ARTICLE
Indiennes
However, by 1686, lobbying by the French wool industry led the royal council of Louis XVI to declare the first European ban on calicoes. Armenians were expelled from workers from Marseilles and other cities in 1687. While Britain would also restrict the import of cotton textiles through the Calico Acts of 1720 and 1721, the French prohibition was particularly harsh, stifling calico imports and the local production of Indiennes. It was, however, routinely flouted. Smugglers diverted international trade towards underground markets in France, and printers produced the fabric in Avignon (then under Papal jurisdiction), and Colmar and Mulhouse (then outside the borders of the kingdom of France). Another impediment to the sale of Indiennes was the African market’s mistrust of French imitations of Indian fabrics, though this would change with the colonisation of the continent and improvements in manufacturing. After the ban in France was lifted in 1759, dyeing techniques were perfected and local designs standardised. French artisans began to import plain cloth from India and West Asia to be printed in France, and the industry grew rapidly. Apart from those already mentioned, significant centres of Indienne production in France were Rouen, Dieppe, Paris, Bordeaux, Nantes and Limoges.
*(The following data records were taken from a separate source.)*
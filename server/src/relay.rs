//! Pass-through routing of peer-to-peer negotiation payloads
//!
//! The relay keeps no state of its own: a payload is either delivered to the
//! named joined session, re-tagged with the sender's identity, or dropped.

use crate::session::SessionTable;
use log::debug;
use serde_json::Value;
use shared::SignalKind;

/// Forwards an opaque signaling payload from `from_id` to `target_id`
///
/// Returns whether the payload was queued for delivery. Unknown or
/// not-yet-joined targets are dropped without telling the sender.
pub fn relay_signal(
    sessions: &SessionTable,
    from_id: &str,
    target_id: &str,
    kind: SignalKind,
    payload: Value,
) -> bool {
    if !sessions.is_joined(target_id) {
        debug!(
            "Dropping {:?} from {} to absent target {}",
            kind, from_id, target_id
        );
        return false;
    }

    let message = kind.into_server_message(from_id.to_string(), payload);
    sessions.send_to_joined(target_id, &message)
}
While indiennes and English chintz fabrics are very similar, and the terms are often used interchangeably, there remain some key differences. English chintz is glazed and thus has a sheen, while French indiennes retain the plain cloth’s original texture. Indiennes also use garance or red dye as a ground more often than indigo, whose production and trade was controlled by the British Crown. The Paisley motif is also less commonly used in French indiennes. Instead, print motifs typically include natural imagery from the French countryside, such as olive and lemon branches, vines, lavender sprigs and cicadas, usually paired with images of flowering shrubs. Sunflowers and mimosas, introduced to Europe from Asia and Africa around the same time as indiennes themselves, can also be found. While traditional indienne patterns consist of two-dimensional, undulating and uniformly spaced motifs, advancements in dyeing have allowed for more realistic imagery with shading and subtler colours to be printed on indiennes, although these have historically been less popular.
Today, Indiennes continue to have a significant market in the West, particularly as a fabric and design aesthetic reminiscent of the colonial period in South Asia.